Carlin left that to Woody Allen, Albert Brooks and other guys more willing to show off their sensitive sides. Which is just as well, because George was never going to be a ladies' man. A classic SCTV sketch suggested what might have happened had Carlin tried to do his own Annie Hall. In a mock trailer for Reel Love, George (played by Rick Moranis) turns out to be way more interested in perfecting his next observational bit than in anything his date has to say. "Why can't I find a woman?" mutters Moranis-as-Carlin, complete with ponytail. "Maybe I should go to the lost and found. But I didn't lose a woman" (Moranis did his Carlin in several other sketches, including one that answered the question, "What would it be like if George played Biff in Death of a Salesman?" Answer: not great.)

5. He starred in Bill and Ted's Excellent Adventure, yet kept his self-respect.

Actually, his part as Rufus in the two Bill and Ted movies was one of his better efforts as a movie actor. Always more comfortable onstage than on screen, Carlin never had much success in Hollywood. Aside from The George Carlin Show, a so-so Fox sitcom he headlined in the mid-'90s, most of his credits consist of goofy cameos (e.g., Car Wash, Scary Movie 3) with the very occasional dramatic part (relatively straight-faced roles in The Prince of Tides and as Ben Affleck's dad in Kevin Smith's Jersey Girl). Kids got to know him in a kindlier guise as the narrator for Thomas the Tank Engine, the voice of Fillmore in Cars and for playing Mr. Conductor on Shining Time Station, a role he took over from fellow '70s party king Ringo Starr.
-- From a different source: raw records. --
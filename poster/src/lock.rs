//! A FIFO ticket lock living inside a shared region.
//!
//! Every process that maps the region sees the same lock words, so the lock excludes threads and
//! processes alike. Tickets are served strictly in the order they were drawn. A waiter that gives
//! up before its turn can not return its ticket, instead it leaves a note in one of a few
//! abandonment slots and the releasing holder skips that ticket on its behalf.
use core::sync::atomic::{AtomicU32, AtomicU64, Ordering};

use poster_arena::Region;

use crate::op::Wait;
use crate::{Error, Result};

/// Size of the lock words in the region.
pub(crate) const LOCK_SIZE: u64 = 64;

const L_NEXT: u64 = 0;
const L_SERVING: u64 = 4;
const L_ABANDONED: u64 = 8;
const ABANDON_SLOTS: u64 = 7;

/// Marks an occupied abandonment slot, so that ticket `0` is distinguishable from empty.
const ABANDON_MARK: u64 = 1 << 32;

/// A view of the lock words at `at`.
#[derive(Clone, Copy)]
pub(crate) struct TicketLock<'r> {
    region: &'r Region,
    at: u64,
}

/// Holds a [`TicketLock`], releasing it on drop.
pub(crate) struct LockGuard<'r> {
    lock: TicketLock<'r>,
}

impl<'r> TicketLock<'r> {
    pub(crate) fn new(region: &'r Region, at: u64) -> Self {
        assert!(region.contains(at, LOCK_SIZE));
        TicketLock { region, at }
    }

    /// Reset to unlocked. Only valid while nobody can reach the lock.
    pub(crate) fn init(&self) {
        self.region.fill(self.at, LOCK_SIZE, 0);
    }

    fn next(&self) -> &'r AtomicU32 {
        self.region.atomic_u32(self.at + L_NEXT)
    }

    fn serving(&self) -> &'r AtomicU32 {
        self.region.atomic_u32(self.at + L_SERVING)
    }

    fn abandoned(&self) -> impl Iterator<Item = &'r AtomicU64> + 'r {
        let (region, at) = (self.region, self.at);
        (0..ABANDON_SLOTS).map(move |idx| region.atomic_u64(at + L_ABANDONED + 8 * idx))
    }

    pub(crate) fn acquire(self, wait: Wait) -> Result<LockGuard<'r>> {
        let ticket = self.next().fetch_add(1, Ordering::SeqCst);
        let deadline = wait.deadline();

        loop {
            let serving = self.serving().load(Ordering::SeqCst);
            if serving == ticket {
                return Ok(LockGuard { lock: self });
            }

            let remaining = match deadline {
                None => None,
                Some(deadline) => {
                    let now = std::time::Instant::now();
                    if now >= deadline {
                        break;
                    }
                    Some(deadline - now)
                }
            };

            futex::wait(self.serving(), serving, remaining);
        }

        self.abandon(ticket)
    }

    /// Give up `ticket` after a timeout.
    fn abandon(self, ticket: u32) -> Result<LockGuard<'r>> {
        let mark = ABANDON_MARK | u64::from(ticket);
        let slot = self.abandoned().find(|slot| {
            slot.compare_exchange(0, mark, Ordering::SeqCst, Ordering::SeqCst)
                .is_ok()
        });

        let Some(slot) = slot else {
            // No room to leave a note. Wait for the turn and pass it on right away, the queue
            // behind us must not stall on a ticket nobody holds.
            tracing::debug!(ticket, "abandonment slots full, waiting out the turn");
            let guard = self.acquire_turn(ticket);
            drop(guard);
            return Err(Error::TimedOut);
        };

        // Our turn may have come between the last check and the note.
        if self.serving().load(Ordering::SeqCst) == ticket
            && slot
                .compare_exchange(mark, 0, Ordering::SeqCst, Ordering::SeqCst)
                .is_ok()
        {
            return Ok(LockGuard { lock: self });
        }

        Err(Error::TimedOut)
    }

    fn acquire_turn(self, ticket: u32) -> LockGuard<'r> {
        loop {
            let serving = self.serving().load(Ordering::SeqCst);
            if serving == ticket {
                return LockGuard { lock: self };
            }
            futex::wait(self.serving(), serving, None);
        }
    }

    fn release(&self) {
        let mut next = self.serving().load(Ordering::SeqCst).wrapping_add(1);

        loop {
            self.serving().store(next, Ordering::SeqCst);
            let mark = ABANDON_MARK | u64::from(next);
            let skipped = self.abandoned().any(|slot| {
                slot.compare_exchange(mark, 0, Ordering::SeqCst, Ordering::SeqCst)
                    .is_ok()
            });

            if !skipped {
                break;
            }

            next = next.wrapping_add(1);
        }

        futex::wake_all(self.serving());
    }

    /// Tickets drawn but not yet released, the holder included.
    #[cfg(test)]
    fn queued(&self) -> u32 {
        let next = self.next().load(Ordering::SeqCst);
        next.wrapping_sub(self.serving().load(Ordering::SeqCst))
    }
}

impl Drop for LockGuard<'_> {
    fn drop(&mut self) {
        self.lock.release();
    }
}

#[cfg(target_os = "linux")]
mod futex {
    use core::sync::atomic::AtomicU32;
    use std::time::Duration;

    /// Sleep while `word` still holds `expected`.
    ///
    /// This is a shared futex, not a private one, the word may be mapped by other processes.
    /// Spurious returns are fine, every caller re-checks its condition.
    pub(super) fn wait(word: &AtomicU32, expected: u32, timeout: Option<Duration>) {
        let ts = timeout.map(|dur| libc::timespec {
            tv_sec: dur.as_secs().min(libc::time_t::MAX as u64) as libc::time_t,
            tv_nsec: dur.subsec_nanos() as libc::c_long,
        });
        let ts_ptr = ts
            .as_ref()
            .map_or(core::ptr::null(), |ts| ts as *const libc::timespec);

        unsafe {
            libc::syscall(
                libc::SYS_futex,
                word as *const AtomicU32,
                libc::FUTEX_WAIT,
                expected,
                ts_ptr,
            )
        };
    }

    pub(super) fn wake_all(word: &AtomicU32) {
        unsafe {
            libc::syscall(
                libc::SYS_futex,
                word as *const AtomicU32,
                libc::FUTEX_WAKE,
                libc::c_int::MAX,
            )
        };
    }
}

#[cfg(not(target_os = "linux"))]
mod futex {
    use core::sync::atomic::{AtomicU32, Ordering};
    use std::time::Duration;

    const POLL: Duration = Duration::from_micros(200);

    pub(super) fn wait(word: &AtomicU32, expected: u32, timeout: Option<Duration>) {
        if word.load(Ordering::SeqCst) != expected {
            return;
        }
        std::thread::sleep(timeout.map_or(POLL, |t| t.min(POLL)));
    }

    pub(super) fn wake_all(_: &AtomicU32) {}
}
6. He was a friend and hero to his peers.

Unlike Andy Kaufman, Bill Hicks and Mitch Hedberg, Carlin didn't have to die to get the appreciation he was due. A Comedy Central special named him the second-greatest stand-up of all time (after Pryor). Chris Rock, Jerry Seinfeld, Lewis Black and Bill Maher all owe him an enormous stylistic debt. Jon Stewart paid his dues by hosting a tribute at the Aspen Comedy Fest in 1997. On June 18, four days before his death, the Kennedy Center for the Performing Arts announced that Carlin would be this year's honouree for the Mark Twain Prize for American Humour.

7. He might have had a dirty mouth but he knew how to use it.

'Nuff said.

Jason Anderson is a writer based in Toronto. He is the author of Showbiz, a novel about stand-up comedy and political assassination.